Et ce que j’ai profondément aimé c’est comment ce qui marque le temps qui passe n’est pas tant les évènements de la vie ou ce qui gravite autour mais bien plus notre rapport aux autres. De nombreuses scènes ou même épisode se consacrent à un personnage périphérique du couple, famille ou ami. Et si dans un premier temps ça surprend un peu, comme un sentiment de léger hors-sujet c’est en fait tout le propos de la série. Les années qui passent ne sont pas là pour nous montrer comment la vie évolue en un an (parce qu’en réalité elle évolue très peu, le personnage masculin ne change quasiment pas) mais pour nous montrer comment nous nous construisons à travers les gens autour de nous, comment la vie n’est qu’un réseau de destinées qui se croisent, se nourrissent, se confrontent parfois mais qui sont essentielles.
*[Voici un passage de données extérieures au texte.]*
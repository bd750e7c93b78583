use std::fmt;

use reqwest::header::CONTENT_TYPE;
use reqwest::{Client, StatusCode};
use serde::{Deserialize, Serialize};
use url::Url;

use crate::config::ProjectConfig;

const INITIATE_AUTH_TARGET: &str = "AWSCognitoIdentityProviderService.InitiateAuth";
const AMZ_JSON: &str = "application/x-amz-json-1.1";
const PASSWORD_FLOW: &str = "USER_PASSWORD_AUTH";

#[derive(Debug, thiserror::Error)]
pub enum AuthError {
    #[error("Authentication failed: Invalid username or password.")]
    AuthenticationFailed,
    #[error("An unexpected error occurred: {0}")]
    Provider(String),
    #[error("An unexpected error occurred: {0}")]
    Network(#[from] reqwest::Error),
    #[error("invalid identity endpoint: {0}")]
    Endpoint(#[from] url::ParseError),
}

/// Tokens issued by the identity provider.
#[derive(Clone)]
pub struct AuthToken {
    /// Sent as the bearer token to the EPIC API
    pub id_token: String,
    pub expires_in: Option<u64>,
}

impl fmt::Debug for AuthToken {
    fn fmt(&self, f: &mut fmt::Formatter<'_>) -> fmt::Result {
        f.debug_struct("AuthToken")
            .field("id_token", &"<redacted>")
            .field("expires_in", &self.expires_in)
            .finish()
    }
}

#[derive(Serialize)]
#[serde(rename_all = "PascalCase")]
struct InitiateAuthRequest<'a> {
    auth_flow: &'static str,
    client_id: &'a str,
    auth_parameters: AuthParameters<'a>,
}

#[derive(Serialize)]
#[serde(rename_all = "UPPERCASE")]
struct AuthParameters<'a> {
    username: &'a str,
    password: &'a str,
}

#[derive(Deserialize)]
#[serde(rename_all = "PascalCase")]
struct InitiateAuthResponse {
    authentication_result: Option<AuthenticationResult>,
    challenge_name: Option<String>,
}

#[derive(Deserialize)]
#[serde(rename_all = "PascalCase")]
struct AuthenticationResult {
    id_token: String,
    expires_in: Option<u64>,
}

#[derive(Deserialize)]
struct ProviderFault {
    #[serde(rename = "__type", default)]
    kind: String,
    #[serde(alias = "Message", default)]
    message: String,
}

/// Client for the project's identity provider.
#[derive(Debug, Clone)]
pub struct AuthClient {
    endpoint: Url,
    client: Client,
}

impl AuthClient {
    pub fn new(endpoint: Url) -> Result<Self, AuthError> {
        let client = Client::builder().build()?;
        Ok(Self { endpoint, client })
    }

    /// Regional endpoint unless the project overrides it.
    pub fn for_project(project: &ProjectConfig) -> Result<Self, AuthError> {
        let endpoint = match &project.identity_endpoint {
            Some(endpoint) => endpoint.clone(),
            None => Url::parse(&format!(
                "https://cognito-idp.{}.amazonaws.com/",
                project.region
            ))?,
        };
        Self::new(endpoint)
    }

    pub fn endpoint(&self) -> &Url {
        &self.endpoint
    }

    /// Password-grant exchange.
    pub async fn authenticate(
        &self,
        client_id: &str,
        username: &str,
        password: &str,
    ) -> Result<AuthToken, AuthError> {
        let request = InitiateAuthRequest {
            auth_flow: PASSWORD_FLOW,
            client_id,
            auth_parameters: AuthParameters { username, password },
        };
        let body = serde_json::to_vec(&request)
            .map_err(|e| AuthError::Provider(format!("failed to encode request: {}", e)))?;

        tracing::debug!(endpoint = %self.endpoint, username, "initiating password auth");
        let response = self
            .client
            .post(self.endpoint.clone())
            .header("X-Amz-Target", INITIATE_AUTH_TARGET)
            .header(CONTENT_TYPE, AMZ_JSON)
            .body(body)
            .send()
            .await?;

        let status = response.status();
        let text = response.text().await?;
        if !status.is_success() {
            return Err(classify_fault(status, &text));
        }

        let parsed: InitiateAuthResponse = serde_json::from_str(&text)
            .map_err(|e| AuthError::Provider(format!("malformed provider response: {}", e)))?;

        match parsed.authentication_result {
            Some(result) => Ok(AuthToken {
                id_token: result.id_token,
                expires_in: result.expires_in,
            }),
            None => Err(AuthError::Provider(format!(
                "unsupported authentication challenge: {}",
                parsed.challenge_name.as_deref().unwrap_or("unknown")
            ))),
        }
    }
}

/// Authenticate with the project's stored username and the given password.
pub async fn login(project: &ProjectConfig, password: &str) -> Result<AuthToken, AuthError> {
    AuthClient::for_project(project)?
        .authenticate(&project.identity_pool_client_id, &project.username, password)
        .await
}

fn classify_fault(status: StatusCode, body: &str) -> AuthError {
    let fault: Option<ProviderFault> = serde_json::from_str(body).ok();
    match fault {
        Some(fault) => {
            // Types may arrive namespaced, e.g. `com.amazonaws...#NotAuthorizedException`
            let kind = fault.kind.rsplit('#').next().unwrap_or_default();
            match kind {
                "NotAuthorizedException" | "UserNotFoundException" => {
                    AuthError::AuthenticationFailed
                }
                "" => AuthError::Provider(format!("{}: {}", status, body)),
                other => AuthError::Provider(format!("{}: {}", other, fault.message)),
            }
        }
        None => AuthError::Provider(format!("{}: {}", status, body)),
    }
}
Cela donne droit à de magnifiques scènes comme celle avec la mère endeuillée ou avec l’ami toxicomane, comme des moments qui vont construire le futur des personnages et par là même, le futur de ce couple. Il y a d’ailleurs cette magnifique idée qui surprend lors du premier épisode où il y a un plan par épisode sur un autre couple croisé, proche ou lointain comme le signe qu’une simple bifurcation nous ferait rencontrer d’autre. Que notre réalité n’est en fait qu’une agrégation interconnectée de destins.

C’est vraiment très beau, très sensible, d’une simplicité totale mais en même temps d’une insoupçonnée profondeur. Bravo à Rodrigo Sorogoyen (et ses deux coscénaristes, Sara Cano et Paula Fabra) qui d’ailleurs signe une mise en scène toute en plans longs et en captation de visages et de regards. Vraiment adoré et si c’était un film il sera déjà très haut dans mon top 2026.